Collected data entries
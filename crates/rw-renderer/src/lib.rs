//! Extensible markdown renderer.
//!
//! Markdown is parsed with pulldown-cmark into an owned document tree, which
//! the writers turn into HTML or plain text. Extensions plug in through the
//! [`Registry`]:
//!
//! - block directives (`:::name` ... `:::`) and inline roles (`:name[text]`),
//!   see [`directive`];
//! - extension node kinds ([`ExtensionNode`]) with enter/exit visitors per
//!   writer ([`NodeRegistration`]);
//! - compact-paragraph rules that let a paragraph render without its `<p>`
//!   wrapper depending on its parent.
//!
//! # Example
//!
//! ```
//! use rw_renderer::{Registry, Renderer};
//!
//! let renderer = Renderer::new(Registry::new());
//! let result = renderer.render_markdown("# Hello\n\n**Bold** text").unwrap();
//! assert_eq!(result.html, "<h1>Hello</h1><p><strong>Bold</strong> text</p>");
//! assert!(result.warnings.is_empty());
//! ```

mod builder;
mod diagnostic;
pub mod directive;
mod document;
mod fence;
mod html;
mod registry;
mod renderer;
mod state;
mod text;

pub use diagnostic::{Diagnostic, Severity};
pub use document::{ExtensionNode, Node, NodeKind};
pub use html::HtmlWriter;
pub use registry::{
    CompactRule, Extension, NodeRegistration, NodeVisitors, Registry, RegistryError, VisitFn,
};
pub use renderer::{ParseResult, RenderError, RenderResult, Renderer, RendererConfig};
pub use state::escape_html;
pub use text::TextWriter;
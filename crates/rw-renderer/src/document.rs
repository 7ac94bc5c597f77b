//! Document tree produced by the parser and consumed by the writers.
//!
//! The tree is an owned hierarchy of [`Node`] values. Nodes never hold a
//! reference to their parent: writers pass the parent alongside each node
//! during the walk, which is enough for context-sensitive rendering such as
//! compact paragraphs.

use std::any::Any;
use std::fmt;

use pulldown_cmark::Alignment;

/// Node kind contributed by an extension.
///
/// Writers look up the enter/exit visitors for an extension node by its
/// [`kind`](Self::kind) name in the [`Registry`](crate::Registry).
///
/// # Example
///
/// ```
/// use rw_renderer::{ExtensionNode, Node};
///
/// #[derive(Debug)]
/// struct Badge(String);
///
/// impl ExtensionNode for Badge {
///     fn kind(&self) -> &'static str { "badge" }
/// }
///
/// let node = Node::extension(Badge("new".to_owned()));
/// assert_eq!(node.downcast::<Badge>().map(|b| b.0.as_str()), Some("new"));
/// ```
pub trait ExtensionNode: Any + fmt::Debug + Send + Sync {
    /// Node kind name used for visitor dispatch (e.g., "itemscope").
    fn kind(&self) -> &'static str;
}

/// Kind of a document tree node.
#[derive(Debug)]
pub enum NodeKind {
    /// Root of a parsed document.
    Document,
    /// Paragraph block.
    Paragraph,
    /// Heading with level 1-6.
    Heading(u8),
    /// Block quote.
    BlockQuote,
    /// Fenced or indented code block.
    CodeBlock {
        /// Language from the fence info string.
        language: Option<String>,
        /// Verbatim code content.
        content: String,
    },
    /// List; `Some(start)` for ordered lists.
    List(Option<u64>),
    /// List item.
    Item,
    /// Definition list.
    DefinitionList,
    /// Definition list term.
    DefinitionListTitle,
    /// Definition list description.
    DefinitionListDefinition,
    /// Table.
    Table,
    /// Table header row.
    TableHead,
    /// Table body row.
    TableRow,
    /// Table cell.
    TableCell {
        /// Whether the cell belongs to the header row.
        header: bool,
        /// Column alignment.
        alignment: Alignment,
    },
    /// Emphasis (`*text*`).
    Emphasis,
    /// Strong emphasis (`**text**`).
    Strong,
    /// Strikethrough (`~~text~~`).
    Strikethrough,
    /// Superscript.
    Superscript,
    /// Subscript.
    Subscript,
    /// Hyperlink; children hold the link text.
    Link {
        /// Link target.
        href: String,
        /// Optional title (empty if absent).
        title: String,
    },
    /// Image; children hold the alt text.
    Image {
        /// Image source URL.
        src: String,
        /// Optional title (empty if absent).
        title: String,
    },
    /// Plain text.
    Text(String),
    /// Inline code span.
    Code(String),
    /// Raw HTML passed through unchanged.
    Html(String),
    /// Soft line break.
    SoftBreak,
    /// Hard line break.
    HardBreak,
    /// Horizontal rule.
    Rule,
    /// Task list checkbox.
    TaskListMarker(bool),
    /// Transparent container; only its children are rendered.
    Group,
    /// Raw source of a directive or role invocation that failed.
    Problematic {
        /// Original markup of the invocation.
        source: String,
        /// Whether the invocation was block-level.
        block: bool,
    },
    /// Node contributed by an extension.
    Extension(Box<dyn ExtensionNode>),
}

/// Node in the document tree.
#[derive(Debug)]
pub struct Node {
    /// What this node represents.
    pub kind: NodeKind,
    /// Child nodes in document order.
    pub children: Vec<Node>,
}

impl Node {
    /// Create a node without children.
    #[must_use]
    pub fn new(kind: NodeKind) -> Self {
        Self {
            kind,
            children: Vec::new(),
        }
    }

    /// Create a text node.
    #[must_use]
    pub fn text(text: impl Into<String>) -> Self {
        Self::new(NodeKind::Text(text.into()))
    }

    /// Create a node carrying an extension payload.
    #[must_use]
    pub fn extension<T: ExtensionNode>(node: T) -> Self {
        Self::new(NodeKind::Extension(Box::new(node)))
    }

    /// Replace the children of this node.
    #[must_use]
    pub fn with_children(mut self, children: Vec<Node>) -> Self {
        self.children = children;
        self
    }

    /// Append a child node.
    pub fn push(&mut self, child: Node) {
        self.children.push(child);
    }

    /// Extension kind name, if this is an extension node.
    #[must_use]
    pub fn extension_kind(&self) -> Option<&'static str> {
        match &self.kind {
            NodeKind::Extension(ext) => Some(ext.kind()),
            _ => None,
        }
    }

    /// Borrow the extension payload as `T`.
    ///
    /// Returns `None` for built-in nodes and for extension nodes of another type.
    #[must_use]
    pub fn downcast<T: ExtensionNode>(&self) -> Option<&T> {
        match &self.kind {
            NodeKind::Extension(ext) => {
                let ext: &dyn ExtensionNode = &**ext;
                let any: &dyn Any = ext;
                any.downcast_ref::<T>()
            }
            _ => None,
        }
    }

    /// Whether this node is a paragraph.
    #[must_use]
    pub fn is_paragraph(&self) -> bool {
        matches!(self.kind, NodeKind::Paragraph)
    }

    /// Concatenated text of all descendant text and code nodes.
    #[must_use]
    pub fn text_content(&self) -> String {
        let mut out = String::new();
        self.collect_text(&mut out);
        out
    }

    fn collect_text(&self, out: &mut String) {
        match &self.kind {
            NodeKind::Text(text) | NodeKind::Code(text) => out.push_str(text),
            NodeKind::SoftBreak | NodeKind::HardBreak => out.push(' '),
            _ => {}
        }
        for child in &self.children {
            child.collect_text(out);
        }
    }
}

#[cfg(test)]
mod tests {
    use super::*;

    #[derive(Debug)]
    struct Marker;

    impl ExtensionNode for Marker {
        fn kind(&self) -> &'static str {
            "marker"
        }
    }

    #[derive(Debug)]
    struct Other;

    impl ExtensionNode for Other {
        fn kind(&self) -> &'static str {
            "other"
        }
    }

    #[test]
    fn test_downcast_matching_type() {
        let node = Node::extension(Marker);
        assert!(node.downcast::<Marker>().is_some());
        assert_eq!(node.extension_kind(), Some("marker"));
    }

    #[test]
    fn test_downcast_other_type() {
        let node = Node::extension(Other);
        assert!(node.downcast::<Marker>().is_none());
    }

    #[test]
    fn test_downcast_builtin() {
        let node = Node::text("hello");
        assert!(node.downcast::<Marker>().is_none());
        assert_eq!(node.extension_kind(), None);
    }

    #[test]
    fn test_text_content() {
        let node = Node::new(NodeKind::Paragraph).with_children(vec![
            Node::text("Hello "),
            Node::new(NodeKind::Strong).with_children(vec![Node::text("bold")]),
            Node::new(NodeKind::SoftBreak),
            Node::new(NodeKind::Code("code".to_owned())),
        ]);
        assert_eq!(node.text_content(), "Hello bold code");
    }

    #[test]
    fn test_push() {
        let mut node = Node::new(NodeKind::Document);
        node.push(Node::new(NodeKind::Paragraph));
        assert_eq!(node.children.len(), 1);
        assert!(node.children[0].is_paragraph());
    }
}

**Work required**: Output the line holding "#[cfg(test)]", then every later line through the end of the records above, exactly as given and nothing else.

**Reply to the exercise**:
#[cfg(test)]
mod tests {
    use super::*;

    #[derive(Debug)]
    struct Marker;

    impl ExtensionNode for Marker {
        fn kind(&self) -> &'static str {
            "marker"
        }
    }

    #[derive(Debug)]
    struct Other;

    impl ExtensionNode for Other {
        fn kind(&self) -> &'static str {
            "other"
        }
    }

    #[test]
    fn test_downcast_matching_type() {
        let node = Node::extension(Marker);
        assert!(node.downcast::<Marker>().is_some());
        assert_eq!(node.extension_kind(), Some("marker"));
    }

    #[test]
    fn test_downcast_other_type() {
        let node = Node::extension(Other);
        assert!(node.downcast::<Marker>().is_none());
    }

    #[test]
    fn test_downcast_builtin() {
        let node = Node::text("hello");
        assert!(node.downcast::<Marker>().is_none());
        assert_eq!(node.extension_kind(), None);
    }

    #[test]
    fn test_text_content() {
        let node = Node::new(NodeKind::Paragraph).with_children(vec![
            Node::text("Hello "),
            Node::new(NodeKind::Strong).with_children(vec![Node::text("bold")]),
            Node::new(NodeKind::SoftBreak),
            Node::new(NodeKind::Code("code".to_owned())),
        ]);
        assert_eq!(node.text_content(), "Hello bold code");
    }

    #[test]
    fn test_push() {
        let mut node = Node::new(NodeKind::Document);
        node.push(Node::new(NodeKind::Paragraph));
        assert_eq!(node.children.len(), 1);
        assert!(node.children[0].is_paragraph());
    }
}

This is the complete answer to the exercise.